(Data excerpts)
──────────

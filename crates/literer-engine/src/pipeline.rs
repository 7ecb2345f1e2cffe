use std::collections::HashSet;
use std::sync::Arc;

use anyhow::Result;
use literer_core::Publication;
use literer_scholar::{PaperSearch, SearchQuery, create_bibliography};
use serde::Serialize;
use tracing::info;

use crate::Reviewer;

#[derive(Debug, Clone)]
pub struct ReviewRequest {
    pub topic: String,
    /// Number of search queries to derive from the topic
    pub keywords: usize,
    /// Publications requested per query
    pub publications: usize,
    pub tex_format: bool,
}

impl ReviewRequest {
    pub fn new(topic: impl Into<String>) -> Self {
        Self {
            topic: topic.into(),
            keywords: 3,
            publications: 10,
            tex_format: true,
        }
    }
}

#[derive(Debug, Clone, Serialize)]
pub struct ReviewOutput {
    pub keywords: Vec<String>,
    pub publications: Vec<Publication>,
    pub review: String,
    pub bibliography: String,
}

/// Topic in, literature review out
pub struct LiteratureReview {
    search: Arc<dyn PaperSearch>,
    reviewer: Reviewer,
}

impl LiteratureReview {
    pub fn new(search: Arc<dyn PaperSearch>, reviewer: Reviewer) -> Self {
        Self { search, reviewer }
    }

    pub async fn run(&self, request: &ReviewRequest) -> Result<ReviewOutput> {
        let model = self.reviewer.context().selected();
        info!(topic = %request.topic, model = %model, "Starting literature review");

        // 1. Derive search keywords
        let keywords = self
            .reviewer
            .keywords_with(&request.topic, request.keywords, &model)
            .await?;

        // 2. Search each keyword, keeping the first occurrence of every paper
        let mut seen = HashSet::new();
        let mut publications = Vec::new();
        for keyword in &keywords {
            let query = SearchQuery::new(keyword.as_str()).limit(request.publications);
            for publication in self.search.search(&query).await? {
                if seen.insert(publication.paper_id.clone()) {
                    publications.push(publication);
                }
            }
        }
        info!(publications = publications.len(), "Collected publications");

        // 3. Draft and merge reviews
        let review = self
            .reviewer
            .full_review_with(&publications, request.tex_format, &model)
            .await?;

        // 4. Bibliography matching the citations
        let bibliography = create_bibliography(&publications);

        Ok(ReviewOutput {
            keywords,
            publications,
            review,
            bibliography,
        })
    }
}
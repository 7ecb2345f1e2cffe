//! Literature review pipeline
//!
//! Derives search keywords for a topic, gathers publications, drafts one
//! review per publication and merges them into a combined review.

pub mod pipeline;
pub mod reviewer;

pub use pipeline::{LiteratureReview, ReviewOutput, ReviewRequest};
pub use reviewer::Reviewer;
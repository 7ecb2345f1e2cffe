//! Text-completion service seam

use async_trait::async_trait;
use futures_util::{StreamExt, TryStreamExt, stream};
use literer_tokens::ModelId;

use crate::{Error, Result};

/// An opaque chat-style text completion endpoint
#[async_trait]
pub trait CompletionService: Send + Sync {
    /// Complete `user_prompt` under `system_prompt` with the given model
    async fn complete(
        &self,
        system_prompt: &str,
        user_prompt: &str,
        model: &ModelId,
    ) -> anyhow::Result<String>;
}

/// Run one completion per prompt and return the replies in prompt order.
///
/// At most `concurrency` requests are in flight. The first failure drops
/// the remaining requests and is returned; no partial output escapes.
pub async fn complete_all(
    service: &dyn CompletionService,
    system_prompt: &str,
    prompts: Vec<String>,
    model: &ModelId,
    concurrency: usize,
) -> Result<Vec<String>> {
    stream::iter(prompts.into_iter().enumerate())
        .map(|(index, prompt)| async move {
            tracing::debug!(index, model = %model, "Requesting completion");
            service
                .complete(system_prompt, &prompt, model)
                .await
                .map_err(|source| {
                    tracing::warn!(index, error = %source, "Completion failed");
                    Error::CompletionService { index, source }
                })
        })
        .buffered(concurrency.max(1))
        .try_collect()
        .await
}
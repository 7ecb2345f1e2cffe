//! Curated venue lists per research field

use crate::{Result, ScholarError};

// The first five of each list are the field's "top five"
const ECONOMICS: &[&str] = &[
    "American Economic Review",
    "Econometrica",
    "Journal of Political Economy",
    "Quarterly Journal of Economics",
    "Review of Economic Studies",
    "Economic Journal",
    "European Economic Review",
    "Journal of the European Economic Association",
    "Review of Economics and Statistics",
    "Annual Review of Economics",
    "Journal of Economic Literature",
    "Journal of Economic Perspectives",
];

const FINANCE: &[&str] = &[
    "Journal of Finance",
    "Journal of Financial Economics",
    "Review of Financial Studies",
    "Journal of Financial and Quantitative Analysis",
    "Journal of Accounting and Economics",
    "Journal of Banking and Finance",
    "Quantitative Finance",
];

pub fn fields() -> &'static [&'static str] {
    &["Economics", "Finance"]
}

/// Venues for `field`; only the top five when `top5` is set
pub fn top_journals(field: &str, top5: bool) -> Result<Vec<String>> {
    let list = match field {
        "Economics" => ECONOMICS,
        "Finance" => FINANCE,
        _ => return Err(ScholarError::UnknownField(field.to_string())),
    };

    let take = if top5 { 5 } else { list.len() };
    Ok(list.iter().take(take).map(|s| s.to_string()).collect())
}
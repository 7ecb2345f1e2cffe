//! Semantic Scholar API client

use std::time::Duration;

use async_trait::async_trait;
use literer_core::Publication;
use serde::Deserialize;
use tracing::{debug, info};

use crate::{Result, ScholarError, SearchQuery};

/// Semantic Scholar Graph API base URL
pub const DEFAULT_BASE_URL: &str = "https://api.semanticscholar.org/graph/v1";

const DETAIL_FIELDS: &str = "year,authors,venue,abstract,citationStyles,url";

/// Anything that can turn a search query into publications
#[async_trait]
pub trait PaperSearch: Send + Sync {
    async fn search(&self, query: &SearchQuery) -> Result<Vec<Publication>>;
}

#[derive(Debug, Deserialize)]
struct SearchResponse {
    #[serde(default)]
    total: u64,
    #[serde(default)]
    data: Vec<SearchHit>,
}

#[derive(Debug, Deserialize)]
struct SearchHit {
    #[serde(rename = "paperId")]
    paper_id: String,
    title: Option<String>,
}

#[derive(Debug, Deserialize)]
struct PaperDetails {
    year: Option<u32>,
    #[serde(default)]
    authors: Vec<Author>,
    venue: Option<String>,
    #[serde(rename = "abstract")]
    abstract_text: Option<String>,
    #[serde(rename = "citationStyles")]
    citation_styles: Option<CitationStyles>,
    url: Option<String>,
}

#[derive(Debug, Deserialize)]
struct Author {
    name: Option<String>,
}

#[derive(Debug, Deserialize)]
struct CitationStyles {
    bibtex: Option<String>,
}

pub struct SemanticScholarClient {
    base_url: String,
    api_key: Option<String>,
    client: reqwest::Client,
}

impl SemanticScholarClient {
    pub fn new(base_url: impl Into<String>, api_key: Option<String>) -> Result<Self> {
        let client = reqwest::Client::builder()
            .user_agent("literer/0.1 (literature review assistant)")
            .timeout(Duration::from_secs(30))
            .build()?;

        Ok(Self {
            base_url: base_url.into().trim_end_matches('/').to_string(),
            api_key,
            client,
        })
    }

    fn get(&self, url: &str) -> reqwest::RequestBuilder {
        let req = self.client.get(url);
        match &self.api_key {
            Some(key) => req.header("x-api-key", key),
            None => req,
        }
    }

    async fn details(&self, hit: SearchHit) -> Result<Publication> {
        let url = format!("{}/paper/{}", self.base_url, hit.paper_id);
        debug!(paper_id = %hit.paper_id, "Fetching paper details");

        let resp = self.get(&url).query(&[("fields", DETAIL_FIELDS)]).send().await?;
        let details: PaperDetails = serde_json::from_str(&check_response_status(resp).await?)?;

        Ok(Publication {
            paper_id: hit.paper_id,
            title: hit.title.unwrap_or_default(),
            authors: details.authors.into_iter().filter_map(|a| a.name).collect(),
            year: details.year,
            venue: details.venue,
            abstract_text: details.abstract_text,
            bibtex: details.citation_styles.and_then(|c| c.bibtex),
            url: details.url,
        })
    }
}

#[async_trait]
impl PaperSearch for SemanticScholarClient {
    async fn search(&self, query: &SearchQuery) -> Result<Vec<Publication>> {
        let url = format!("{}/paper/search", self.base_url);
        let resp = self.get(&url).query(&query.params()).send().await?;
        let found: SearchResponse = serde_json::from_str(&check_response_status(resp).await?)?;

        info!(
            keyword = %query.keyword,
            total = found.total,
            returned = found.data.len(),
            "Search completed"
        );

        if found.total == 0 {
            return Ok(Vec::new());
        }

        let mut publications = Vec::with_capacity(found.data.len());
        for hit in found.data {
            publications.push(self.details(hit).await?);
        }
        Ok(publications)
    }
}

async fn check_response_status(resp: reqwest::Response) -> Result<String> {
    let status = resp.status();
    let body = resp.text().await?;
    if !status.is_success() {
        let message = serde_json::from_str::<serde_json::Value>(&body)
            .ok()
            .and_then(|json| {
                json["error"]
                    .as_str()
                    .or_else(|| json["message"].as_str())
                    .map(String::from)
            })
            .unwrap_or_else(|| body.trim().to_string());
        return Err(ScholarError::Api {
            status: status.as_u16(),
            message,
        });
    }
    Ok(body)
}

#[cfg(test)]
mod tests {
    use super::*;
    use wiremock::matchers::{header, method, path, query_param};
    use wiremock::{Mock, MockServer, ResponseTemplate};

    async fn mount_details(server: &MockServer, id: &str, year: u32) {
        Mock::given(method("GET"))
            .and(path(format!("/paper/{}", id)))
            .and(query_param("fields", DETAIL_FIELDS))
            .respond_with(ResponseTemplate::new(200).set_body_json(serde_json::json!({
                "paperId": id,
                "year": year,
                "authors": [{"authorId": "1", "name": "Jane Doe"}, {"authorId": "2", "name": "John Roe"}],
                "venue": "Journal of Finance",
                "abstract": format!("Abstract of {}", id),
                "citationStyles": {"bibtex": format!("@['JournalArticle']{{{},\n title={{T}}\n}}", id)},
                "url": format!("https://www.semanticscholar.org/paper/{}", id)
            })))
            .mount(server)
            .await;
    }

    #[tokio::test]
    async fn test_search_fetches_details_in_order() {
        let server = MockServer::start().await;
        Mock::given(method("GET"))
            .and(path("/paper/search"))
            .and(query_param("query", "financial forecasting"))
            .and(query_param("limit", "2"))
            .and(query_param("year", "2019-2021"))
            .and(header("x-api-key", "s2-key"))
            .respond_with(ResponseTemplate::new(200).set_body_json(serde_json::json!({
                "total": 2,
                "offset": 0,
                "data": [
                    {"paperId": "p1", "title": "First paper"},
                    {"paperId": "p2", "title": "Second paper"}
                ]
            })))
            .mount(&server)
            .await;
        mount_details(&server, "p1", 2019).await;
        mount_details(&server, "p2", 2021).await;

        let client = SemanticScholarClient::new(server.uri(), Some("s2-key".to_string())).unwrap();
        let query = SearchQuery::new("financial forecasting")
            .limit(2)
            .years(Some(2019), Some(2021));
        let pubs = client.search(&query).await.unwrap();

        assert_eq!(pubs.len(), 2);
        assert_eq!(pubs[0].paper_id, "p1");
        assert_eq!(pubs[0].title, "First paper");
        assert_eq!(pubs[0].authors, vec!["Jane Doe", "John Roe"]);
        assert_eq!(pubs[0].year, Some(2019));
        assert_eq!(pubs[1].title, "Second paper");
        assert!(pubs[1].bibtex.as_deref().unwrap().starts_with("@['JournalArticle']{p2"));
    }

    #[tokio::test]
    async fn test_no_results() {
        let server = MockServer::start().await;
        Mock::given(method("GET"))
            .and(path("/paper/search"))
            .respond_with(
                ResponseTemplate::new(200).set_body_json(serde_json::json!({"total": 0})),
            )
            .mount(&server)
            .await;

        let client = SemanticScholarClient::new(server.uri(), None).unwrap();
        let pubs = client.search(&SearchQuery::new("nothing")).await.unwrap();
        assert!(pubs.is_empty());
    }

    #[tokio::test]
    async fn test_api_error() {
        let server = MockServer::start().await;
        Mock::given(method("GET"))
            .and(path("/paper/search"))
            .respond_with(ResponseTemplate::new(400).set_body_json(serde_json::json!({
                "error": "Unrecognized or unsupported fields"
            })))
            .mount(&server)
            .await;

        let client = SemanticScholarClient::new(server.uri(), None).unwrap();
        let err = client.search(&SearchQuery::new("x")).await.unwrap_err();

        match err {
            ScholarError::Api { status, message } => {
                assert_eq!(status, 400);
                assert_eq!(message, "Unrecognized or unsupported fields");
            }
            other => panic!("unexpected error: {other}"),
        }
    }
}
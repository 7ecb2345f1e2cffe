//! Search query builder

use tracing::warn;

use crate::{Result, ScholarError};

/// The public API refuses larger pages
pub const MAX_LIMIT: usize = 100;

pub const DEFAULT_LIMIT: usize = 30;

pub const PUBLICATION_TYPES: &[&str] = &[
    "Review",
    "JournalArticle",
    "CaseReport",
    "ClinicalTrial",
    "Dataset",
    "Editorial",
    "LettersAndComments",
    "MetaAnalysis",
    "News",
    "Study",
    "Book",
    "BookSection",
];

pub const FIELDS_OF_STUDY: &[&str] = &[
    "Computer Science",
    "Medicine",
    "Chemistry",
    "Biology",
    "Materials Science",
    "Physics",
    "Geology",
    "Psychology",
    "Art",
    "History",
    "Geography",
    "Sociology",
    "Business",
    "Political Science",
    "Economics",
    "Philosophy",
    "Mathematics",
    "Engineering",
    "Environmental Science",
    "Agricultural and Food Sciences",
    "Education",
    "Law",
    "Linguistics",
];

#[derive(Debug, Clone, PartialEq, Eq)]
pub struct SearchQuery {
    pub keyword: String,
    pub limit: usize,
    pub year_start: Option<u32>,
    pub year_end: Option<u32>,
    pub venues: Vec<String>,
    pub fields_of_study: Vec<String>,
    pub publication_types: Vec<String>,
}

impl SearchQuery {
    pub fn new(keyword: impl Into<String>) -> Self {
        Self {
            keyword: keyword.into(),
            limit: DEFAULT_LIMIT,
            year_start: None,
            year_end: None,
            venues: Vec::new(),
            fields_of_study: Vec::new(),
            publication_types: Vec::new(),
        }
    }

    pub fn limit(mut self, limit: usize) -> Self {
        if limit > MAX_LIMIT {
            warn!(
                requested = limit,
                max = MAX_LIMIT,
                "Semantic Scholar returns at most {} papers per search; capping",
                MAX_LIMIT
            );
        }
        self.limit = limit.min(MAX_LIMIT);
        self
    }

    pub fn years(mut self, start: Option<u32>, end: Option<u32>) -> Self {
        self.year_start = start;
        self.year_end = end;
        self
    }

    pub fn venues<I, S>(mut self, venues: I) -> Self
    where
        I: IntoIterator<Item = S>,
        S: Into<String>,
    {
        self.venues = venues.into_iter().map(Into::into).collect();
        self
    }

    pub fn fields_of_study<I, S>(mut self, fields: I) -> Result<Self>
    where
        I: IntoIterator<Item = S>,
        S: Into<String>,
    {
        self.fields_of_study = validated(fields, FIELDS_OF_STUDY, "field of study")?;
        Ok(self)
    }

    pub fn publication_types<I, S>(mut self, types: I) -> Result<Self>
    where
        I: IntoIterator<Item = S>,
        S: Into<String>,
    {
        self.publication_types = validated(types, PUBLICATION_TYPES, "publication type")?;
        Ok(self)
    }

    /// `2020`, `2018-2022`, `2018-` or `-2022`
    pub fn year_range(&self) -> Option<String> {
        match (self.year_start, self.year_end) {
            (None, None) => None,
            (Some(start), Some(end)) if start == end => Some(start.to_string()),
            (start, end) => Some(format!(
                "{}-{}",
                start.map(|y| y.to_string()).unwrap_or_default(),
                end.map(|y| y.to_string()).unwrap_or_default()
            )),
        }
    }

    /// Query-string pairs for `/paper/search`
    pub fn params(&self) -> Vec<(&'static str, String)> {
        let mut params = vec![
            ("query", self.keyword.clone()),
            ("limit", self.limit.to_string()),
        ];
        if let Some(years) = self.year_range() {
            params.push(("year", years));
        }
        if !self.venues.is_empty() {
            params.push(("venue", self.venues.join(",")));
        }
        if !self.fields_of_study.is_empty() {
            params.push(("fieldsOfStudy", self.fields_of_study.join(",")));
        }
        if !self.publication_types.is_empty() {
            params.push(("publicationTypes", self.publication_types.join(",")));
        }
        params
    }
}

fn validated<I, S>(values: I, allowed: &[&str], kind: &'static str) -> Result<Vec<String>>
where
    I: IntoIterator<Item = S>,
    S: Into<String>,
{
    values
        .into_iter()
        .map(Into::into)
        .map(|value| {
            if allowed.contains(&value.as_str()) {
                Ok(value)
            } else {
                Err(ScholarError::InvalidFilter { kind, value })
            }
        })
        .collect()
}
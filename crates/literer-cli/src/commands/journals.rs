use anyhow::Result;
use literer_config::Config;
use literer_scholar::top_journals;

use super::openai_client;

pub fn journals(field: &str, all: bool) -> Result<()> {
    for journal in top_journals(field, !all)? {
        println!("{}", journal);
    }
    Ok(())
}

pub async fn models(config: &Config) -> Result<()> {
    let client = openai_client(config)?;
    let mut models = client.list_models().await?;
    models.sort();

    for model in models {
        let marker = if model == config.model { "*" } else { " " };
        println!("{} {}", marker, model);
    }
    Ok(())
}
pub mod feedback;
pub mod journals;
pub mod review;

use std::path::Path;
use std::sync::Arc;

use anyhow::{Context, Result};
use clap::CommandFactory;
use clap_complete::Shell;
use literer_config::Config;
use literer_core::{ModelContext, ModelId};
use literer_llm::OpenAiClient;
use literer_scholar::SemanticScholarClient;

use crate::cli::Cli;

/// Model context for this run, validated against the local tokenizer table
pub fn model_context(config: &Config) -> Result<Arc<ModelContext>> {
    Ok(Arc::new(ModelContext::new(ModelId::new(config.model.as_str()))?))
}

pub fn openai_client(config: &Config) -> Result<Arc<OpenAiClient>> {
    let api_key = config.openai_api_key().with_context(|| {
        format!(
            "No OpenAI API key found. Set the {} environment variable.",
            config.openai.api_key_env
        )
    })?;
    Ok(Arc::new(OpenAiClient::new(
        config.openai.base_url.as_str(),
        Some(api_key),
        config.openai_timeout(),
    )?))
}

/// Reject a user-chosen model the API key cannot use
pub async fn check_model_available(client: &OpenAiClient, model: &str) -> Result<()> {
    let models = client.list_models().await?;
    if !models.iter().any(|m| m == model) {
        anyhow::bail!(
            "{} is not a valid OpenAI model or the API key provided does not have access to it.",
            model
        );
    }
    Ok(())
}

pub fn scholar_client(config: &Config) -> Result<Arc<SemanticScholarClient>> {
    Ok(Arc::new(SemanticScholarClient::new(
        config.scholar.base_url.as_str(),
        config.scholar.api_key.clone(),
    )?))
}

/// Write `content` to `path`, or print it when no path is given
pub fn emit(content: &str, path: Option<&Path>) -> Result<()> {
    match path {
        Some(path) => {
            std::fs::write(path, content)
                .with_context(|| format!("Failed to write {}", path.display()))?;
            eprintln!("✓ Wrote {}", path.display());
        }
        None => println!("{}", content),
    }
    Ok(())
}

pub fn completions(shell: Shell) {
    let mut cmd = Cli::command();
    clap_complete::generate(shell, &mut cmd, "literer", &mut std::io::stdout());
}
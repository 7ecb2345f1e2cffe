use std::sync::Arc;

use lazy_static::lazy_static;
use literer_core::completion::complete_all;
use literer_core::{
    CompletionService, Error, ModelContext, ModelId, Publication, Result, TargetJournal,
};
use regex::Regex;
use tracing::{debug, info};

lazy_static! {
    static ref FIRST_INTEGER: Regex = Regex::new(r"\d+").unwrap();
}

const KEYWORD_SYSTEM_PROMPT: &str = "You are an assistant creating helpful queries to search \
     relevant papers using the Semantic Scholar API.";

const RELEVANCE_SYSTEM_PROMPT: &str =
    "You are the editor of an academic journal, judging whether work fits your journal.";

pub struct Reviewer {
    completion: Arc<dyn CompletionService>,
    context: Arc<ModelContext>,
    concurrency: usize,
}

impl Reviewer {
    pub fn new(completion: Arc<dyn CompletionService>, context: Arc<ModelContext>) -> Self {
        Self {
            completion,
            context,
            concurrency: 1,
        }
    }

    pub fn with_concurrency(mut self, concurrency: usize) -> Self {
        self.concurrency = concurrency.max(1);
        self
    }

    pub fn context(&self) -> &Arc<ModelContext> {
        &self.context
    }

    /// Ask for `n` search queries relevant to `topic`
    pub async fn keywords(&self, topic: &str, n: usize) -> Result<Vec<String>> {
        self.keywords_with(topic, n, &self.context.selected()).await
    }

    pub(crate) async fn keywords_with(
        &self,
        topic: &str,
        n: usize,
        model: &ModelId,
    ) -> Result<Vec<String>> {
        let prompt = format!(
            "Create exactly '{}' query keywords to search for papers relevant to '{}'. \
             Separate the search queries by | and do not use any quotes or newlines, \
             e.g. 'query 1 | query 2 | ...'",
            n, topic
        );
        let reply = self.ask(KEYWORD_SYSTEM_PROMPT, &prompt, model).await?;
        let keywords = parse_keywords(&reply);
        info!(topic, count = keywords.len(), "Derived search keywords");
        Ok(keywords)
    }

    /// Draft a short review of one publication
    pub async fn single_review(&self, publication: &Publication, tex_format: bool) -> Result<String> {
        let model = self.context.selected();
        self.ask(
            &review_system_prompt(tex_format),
            &single_review_prompt(publication, tex_format),
            &model,
        )
        .await
    }

    /// Review every publication, then merge the reviews into one text
    pub async fn full_review(&self, publications: &[Publication], tex_format: bool) -> Result<String> {
        self.full_review_with(publications, tex_format, &self.context.selected())
            .await
    }

    pub(crate) async fn full_review_with(
        &self,
        publications: &[Publication],
        tex_format: bool,
        model: &ModelId,
    ) -> Result<String> {
        if publications.is_empty() {
            return Ok(String::new());
        }

        info!(publications = publications.len(), model = %model, "Drafting single reviews");
        let prompts = publications
            .iter()
            .map(|p| single_review_prompt(p, tex_format))
            .collect();
        let reviews = complete_all(
            self.completion.as_ref(),
            &review_system_prompt(tex_format),
            prompts,
            model,
            self.concurrency,
        )
        .await?;

        debug!(reviews = reviews.len(), "Combining reviews");
        let prompt = format!(
            "Combine the following reviews for your literature review:\n\n{}",
            reviews.join("\n\n")
        );
        self.ask(&review_system_prompt(tex_format), &prompt, model)
            .await
    }

    /// Relevance of `publication` to `target` on a 0-10 scale
    pub async fn rate_relevance(
        &self,
        publication: &Publication,
        target: &TargetJournal,
    ) -> Result<u8> {
        let model = self.context.selected();
        let prompt = format!(
            "On a scale from 0 to 10, how relevant is the following publication to a \
             paper aimed at {}? Answer with a single integer.\n\n{}",
            target.describe(),
            publication.describe(false)
        );
        let reply = self.ask(RELEVANCE_SYSTEM_PROMPT, &prompt, &model).await?;
        parse_score(&reply)
    }

    async fn ask(&self, system_prompt: &str, user_prompt: &str, model: &ModelId) -> Result<String> {
        self.completion
            .complete(system_prompt, user_prompt, model)
            .await
            .map_err(|source| Error::CompletionService { index: 0, source })
    }
}

fn review_system_prompt(tex_format: bool) -> String {
    let mut prompt = String::from(
        "You are a researcher publishing in top journals. \
         You are currently writing a literature review for your upcoming research. \
         Make sure to properly cite the sources",
    );
    if tex_format {
        prompt.push_str(" using the proper TeX format");
    }
    prompt.push('.');
    prompt
}

fn single_review_prompt(publication: &Publication, tex_format: bool) -> String {
    let mut prompt = format!(
        "Create a brief review for the following publication.\n\n{}",
        publication.describe(tex_format)
    );
    if tex_format {
        prompt.push_str("\nMake sure to use the proper TeX format (\\textcite or \\parencite).");
    }
    prompt
}

fn parse_keywords(reply: &str) -> Vec<String> {
    reply
        .split('|')
        .map(|q| q.trim().trim_matches(|c| c == '\'' || c == '"').trim())
        .filter(|q| !q.is_empty())
        .map(String::from)
        .collect()
}

fn parse_score(reply: &str) -> Result<u8> {
    let score: u32 = FIRST_INTEGER
        .find(reply)
        .and_then(|m| m.as_str().parse().ok())
        .ok_or_else(|| anyhow::anyhow!("No relevance score in reply: {}", reply.trim()))?;
    Ok(score.min(10) as u8)
}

──────────

Your task: Of the lines in the data above, some may include the word "HashSet"; state how many, with no added words.

Solution: 2